WORK TASK:
Please repeat the records below exactly, from the first line through the line containing "the customer dashboard.", and nothing more.

Collected data
━━━━━━━━━━━━━━━━━━━━

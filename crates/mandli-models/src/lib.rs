#![forbid(unsafe_code)]
#![deny(
    clippy::all,
    clippy::pedantic,
    clippy::nursery,
    rustdoc::broken_intra_doc_links,
    rustdoc::bare_urls
)]
#![warn(unused, unreachable_pub, missing_docs)]
#![allow(clippy::multiple_crate_versions)]
//! Fixture records for the Mandli Bank demo portals.
//!
//! The UI never talks to a backend: every table it renders comes from the JSON
//! documents embedded by [`fixtures`]. Field names follow the camelCase keys
//! used by those documents so the files stay editable by hand.

use chrono::NaiveDate;
use serde::{Deserialize, Serialize};
use uuid::Uuid;

pub mod fixtures;

pub use fixtures::{FixtureError, FixtureSet};

/// Customer account summary shown on the customer dashboard.
#[derive(Debug, Clone, Serialize, Deserialize, PartialEq)]
pub struct Account {
    /// Account holder display name.
    pub holder: String,
    /// Masked account number.
    pub number: String,
    /// Current balance in rupees.
    pub balance: f64,
}

/// Single ledger line. Negative amounts are debits.
#[derive(Debug, Clone, Serialize, Deserialize, PartialEq)]
pub struct Transaction {
    /// Fixture identifier.
    pub id: String,
    /// Posting date.
    pub date: NaiveDate,
    /// Free-form description.
    pub desc: String,
    /// Signed amount in rupees.
    pub amount: f64,
}

impl Transaction {
    /// Whether the line credits the account.
    #[must_use]
    pub fn is_credit(&self) -> bool {
        self.amount >= 0.0
    }
}

/// Fixed deposit held by the customer.
#[derive(Debug, Clone, Serialize, Deserialize, PartialEq)]
#[serde(rename_all = "camelCase")]
pub struct FixedDeposit {
    /// Fixture identifier.
    pub id: String,
    /// Principal in rupees.
    pub amount: f64,
    /// Annual interest rate in percent.
    pub rate: f64,
    /// Date the deposit matures.
    pub maturity_date: NaiveDate,
}

/// Row of the member share capital register.
#[derive(Debug, Clone, Serialize, Deserialize, PartialEq)]
#[serde(rename_all = "camelCase")]
pub struct ShareHolding {
    /// Membership number.
    pub member_id: String,
    /// Member name.
    pub name: String,
    /// Number of shares held.
    pub shares: u64,
    /// Face value of the holding in rupees.
    pub value: f64,
}

/// Dividend declared for a financial year.
#[derive(Debug, Clone, Serialize, Deserialize, PartialEq)]
pub struct Dividend {
    /// Fixture identifier.
    pub id: String,
    /// Financial year.
    pub year: i32,
    /// Dividend rate in percent.
    pub rate: f64,
    /// Amount paid in rupees.
    pub amount: f64,
}

/// Notice published to members.
#[derive(Debug, Clone, Serialize, Deserialize, PartialEq, Eq)]
pub struct Notice {
    /// Fixture identifier.
    pub id: String,
    /// Headline.
    pub title: String,
    /// Publication date.
    pub date: NaiveDate,
    /// Body text.
    pub details: String,
}

/// Customer managed from the admin portal.
#[derive(Debug, Clone, Serialize, Deserialize, PartialEq, Eq)]
pub struct Customer {
    /// Stable identifier; fresh records get a random UUID.
    pub id: String,
    /// Display name.
    pub name: String,
    /// Contact email.
    pub email: String,
}

impl Customer {
    /// Build a new customer with a freshly generated identifier.
    #[must_use]
    pub fn new(name: impl Into<String>, email: impl Into<String>) -> Self {
        Self {
            id: Uuid::new_v4().to_string(),
            name: name.into(),
            email: email.into(),
        }
    }
}

/// Workflow state of a loan application.
#[derive(Debug, Clone, Copy, Serialize, Deserialize, PartialEq, Eq, Hash)]
#[serde(rename_all = "lowercase")]
pub enum LoanStatus {
    /// Awaiting a decision.
    Pending,
    /// Approved by an administrator.
    Approved,
    /// Rejected by an administrator.
    Rejected,
}

impl LoanStatus {
    /// Wire name of the status, also used as the badge label.
    #[must_use]
    pub const fn as_str(self) -> &'static str {
        match self {
            Self::Pending => "pending",
            Self::Approved => "approved",
            Self::Rejected => "rejected",
        }
    }
}

/// Loan application reviewed in the admin workflow.
#[derive(Debug, Clone, Serialize, Deserialize, PartialEq)]
pub struct LoanApplication {
    /// Application reference.
    pub id: String,
    /// Applicant name.
    pub customer: String,
    /// Loan product (agriculture, personal, gold).
    #[serde(rename = "type")]
    pub kind: String,
    /// Requested amount in rupees.
    pub amount: f64,
    /// Current workflow state.
    pub status: LoanStatus,
}

/// Named value plotted by the admin report charts.
#[derive(Debug, Clone, Serialize, Deserialize, PartialEq)]
pub struct ChartPoint {
    /// Series label.
    pub name: String,
    /// Raw value.
    pub value: f64,
}

/// Report series consumed by the admin dashboard.
#[derive(Debug, Clone, Default, Serialize, Deserialize, PartialEq)]
pub struct Reports {
    /// Audit outcome breakdown.
    pub audit: Vec<ChartPoint>,
    /// Compliance scores per area.
    pub compliance: Vec<ChartPoint>,
}
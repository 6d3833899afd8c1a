//! Currency, count and date formatting shared by the portals.
//!
//! # Design
//! - Amounts use Indian digit grouping (`12,34,567`) with at most two decimals.
//! - Day counts are calendar-day differences so they do not drift with the clock.
//! - Helpers are pure; callers supply "today".

use chrono::NaiveDate;

/// Deposits maturing within this many days are highlighted.
pub const NEAR_MATURITY_DAYS: i64 = 30;

/// Group digits the way `en-IN` does: last three, then pairs.
#[must_use]
pub fn group_indian(value: u64) -> String {
    let digits = value.to_string();
    if digits.len() <= 3 {
        return digits;
    }
    let (head, tail) = digits.split_at(digits.len() - 3);
    let mut groups: Vec<&str> = Vec::new();
    let mut end = head.len();
    while end > 0 {
        let start = end.saturating_sub(2);
        groups.push(&head[start..end]);
        end = start;
    }
    groups.reverse();
    format!("{},{tail}", groups.join(","))
}

/// Format an amount with Indian grouping and up to two decimals.
#[must_use]
#[allow(clippy::cast_possible_truncation, clippy::cast_sign_loss)]
pub fn format_inr(amount: f64) -> String {
    if !amount.is_finite() {
        return "0".to_string();
    }
    let paise = (amount.abs() * 100.0).round() as u64;
    let whole = group_indian(paise / 100);
    let fraction = paise % 100;
    let sign = if amount < 0.0 && paise > 0 { "-" } else { "" };
    match fraction {
        0 => format!("{sign}{whole}"),
        f if f % 10 == 0 => format!("{sign}{whole}.{}", f / 10),
        f => format!("{sign}{whole}.{f:02}"),
    }
}

/// Amount with the rupee sign, e.g. `₹2,45,780.5`.
#[must_use]
pub fn rupees(amount: f64) -> String {
    format!("₹{}", format_inr(amount))
}

/// Ledger rendering with an explicit sign, e.g. `+₹52,000` or `-₹2,340`.
#[must_use]
pub fn signed_rupees(amount: f64) -> String {
    let sign = if amount >= 0.0 { '+' } else { '-' };
    format!("{sign}₹{}", format_inr(amount.abs()))
}

/// Percentage as written in the fixtures, e.g. `7.1%`.
#[must_use]
pub fn percent(rate: f64) -> String {
    format!("{rate}%")
}

/// Whole days from `today` until `maturity`; negative once matured.
#[must_use]
pub fn days_until(maturity: NaiveDate, today: NaiveDate) -> i64 {
    (maturity - today).num_days()
}

/// Whether a deposit `days` from maturity should be highlighted.
#[must_use]
pub const fn is_near_maturity(days: i64) -> bool {
    days <= NEAR_MATURITY_DAYS
}

/// Short date display, e.g. `5/11/2026`.
#[must_use]
pub fn format_date(date: NaiveDate) -> String {
    date.format("%-d/%-m/%Y").to_string()
}

/// First eight characters of an identifier.
#[must_use]
pub fn short_id(id: &str) -> String {
    id.chars().take(8).collect()
}

/// Current local date.
#[cfg(target_arch = "wasm32")]
#[must_use]
#[allow(clippy::cast_possible_truncation, clippy::cast_sign_loss)]
pub fn today() -> NaiveDate {
    let now = js_sys::Date::new_0();
    NaiveDate::from_ymd_opt(
        now.get_full_year() as i32,
        now.get_month() + 1,
        now.get_date(),
    )
    .unwrap_or_default()
}

/// Current local date.
#[cfg(not(target_arch = "wasm32"))]
#[must_use]
pub fn today() -> NaiveDate {
    chrono::Local::now().date_naive()
}

#[cfg(test)]
mod tests {
    use super::*;

    fn date(y: i32, m: u32, d: u32) -> NaiveDate {
        NaiveDate::from_ymd_opt(y, m, d).unwrap_or_default()
    }

    #[test]
    fn indian_grouping_matches_en_in() {
        assert_eq!(group_indian(0), "0");
        assert_eq!(group_indian(999), "999");
        assert_eq!(group_indian(1_000), "1,000");
        assert_eq!(group_indian(100_000), "1,00,000");
        assert_eq!(group_indian(1_234_567), "12,34,567");
        assert_eq!(group_indian(123_456_789), "12,34,56,789");
    }

    #[test]
    fn amounts_keep_significant_decimals_only() {
        assert_eq!(format_inr(245_780.5), "2,45,780.5");
        assert_eq!(format_inr(18_450.75), "18,450.75");
        assert_eq!(format_inr(52_000.0), "52,000");
        assert_eq!(format_inr(0.004), "0");
        assert_eq!(format_inr(-1_500.0), "-1,500");
        assert_eq!(format_inr(f64::NAN), "0");
    }

    #[test]
    fn signed_rupees_marks_direction() {
        assert_eq!(signed_rupees(52_000.0), "+₹52,000");
        assert_eq!(signed_rupees(-2_340.0), "-₹2,340");
        assert_eq!(rupees(100.0), "₹100");
        assert_eq!(percent(7.1), "7.1%");
        assert_eq!(percent(10.0), "10%");
    }

    #[test]
    fn days_until_counts_calendar_days() {
        let today = date(2026, 10, 18);
        assert_eq!(days_until(date(2026, 10, 18), today), 0);
        assert_eq!(days_until(date(2026, 11, 5), today), 18);
        assert_eq!(days_until(date(2026, 10, 1), today), -17);
        assert_eq!(days_until(date(2027, 10, 18), today), 365);
    }

    #[test]
    fn near_maturity_threshold_is_inclusive() {
        assert!(is_near_maturity(30));
        assert!(is_near_maturity(-2));
        assert!(!is_near_maturity(31));
    }

    #[test]
    fn dates_and_ids_render_compactly() {
        assert_eq!(format_date(date(2026, 3, 7)), "7/3/2026");
        assert_eq!(short_id("3f2b8c1e-6d4a-4b7e"), "3f2b8c1e");
        assert_eq!(short_id("abc"), "abc");
    }
}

━━━━━━━━━━━━━━━━━━━━

RESULT FOR THIS EXERCISE:
filename crates/mandli-models/src/lib.rs
#![forbid(unsafe_code)]
#![deny(
    clippy::all,
    clippy::pedantic,
    clippy::nursery,
    rustdoc::broken_intra_doc_links,
    rustdoc::bare_urls
)]
#![warn(unused, unreachable_pub, missing_docs)]
#![allow(clippy::multiple_crate_versions)]
//! Fixture records for the Mandli Bank demo portals.
//!
//! The UI never talks to a backend: every table it renders comes from the JSON
//! documents embedded by [`fixtures`]. Field names follow the camelCase keys
//! used by those documents so the files stay editable by hand.

use chrono::NaiveDate;
use serde::{Deserialize, Serialize};
use uuid::Uuid;

pub mod fixtures;

pub use fixtures::{FixtureError, FixtureSet};

/// Customer account summary shown on the customer dashboard.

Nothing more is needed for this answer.